- _Exercise aim_
The data must be written out once more, precisely as given.

____________

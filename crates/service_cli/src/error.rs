//! Error types for the `mcviz` commands.

use bench_core::{AnalysisError, LoadError};
use bench_plot::PlotError;
use infra_config::ConfigError;
use thiserror::Error;

/// Command error type
#[derive(Debug, Error)]
pub enum CliError {
    /// A required input file is missing
    #[error("File not found: {0}")]
    FileNotFound(String),

    /// Argument rejected by a command
    #[error("Invalid argument: {0}")]
    InvalidArgument(String),

    /// Loading or fitting failed
    #[error("Analysis error: {0}")]
    Analysis(#[from] AnalysisError),

    /// Composing or rendering a figure failed
    #[error("Plot error: {0}")]
    Plot(#[from] PlotError),

    /// Invalid configuration
    #[error("Configuration error: {0}")]
    Config(#[from] ConfigError),

    /// IO error
    #[error("IO error: {0}")]
    Io(#[from] std::io::Error),
}

impl From<LoadError> for CliError {
    fn from(err: LoadError) -> Self {
        match err {
            LoadError::InputNotFound { path } => Self::FileNotFound(path.display().to_string()),
            other => Self::Analysis(AnalysisError::Load(other)),
        }
    }
}

/// Result alias for commands
pub type Result<T> = std::result::Result<T, CliError>;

____________

- _Task answer_
filename crates/service_cli/src/error.rs
//! Error types for the `mcviz` commands.

use bench_core::{AnalysisError, LoadError};
use bench_plot::PlotError;
use infra_config::ConfigError;
use thiserror::Error;

/// Command error type
#[derive(Debug, Error)]
pub enum CliError {
    /// A required input file is missing
    #[error("File not found: {0}")]
    FileNotFound(String),

    /// Argument rejected by a command
    #[error("Invalid argument: {0}")]
    InvalidArgument(String),

    /// Loading or fitting failed
    #[error("Analysis error: {0}")]
    Analysis(#[from] AnalysisError),

    /// Composing or rendering a figure failed
    #[error("Plot error: {0}")]
    Plot(#[from] PlotError),

    /// Invalid configuration
    #[error("Configuration error: {0}")]
    Config(#[from] ConfigError),

    /// IO error
    #[error("IO error: {0}")]
    Io(#[from] std::io::Error),
}

impl From<LoadError> for CliError {
    fn from(err: LoadError) -> Self {
        match err {
            LoadError::InputNotFound { path } => Self::FileNotFound(path.display().to_string()),
            other => Self::Analysis(AnalysisError::Load(other)),
        }
    }
}

/// Result alias for commands
pub type Result<T> = std::result::Result<T, CliError>;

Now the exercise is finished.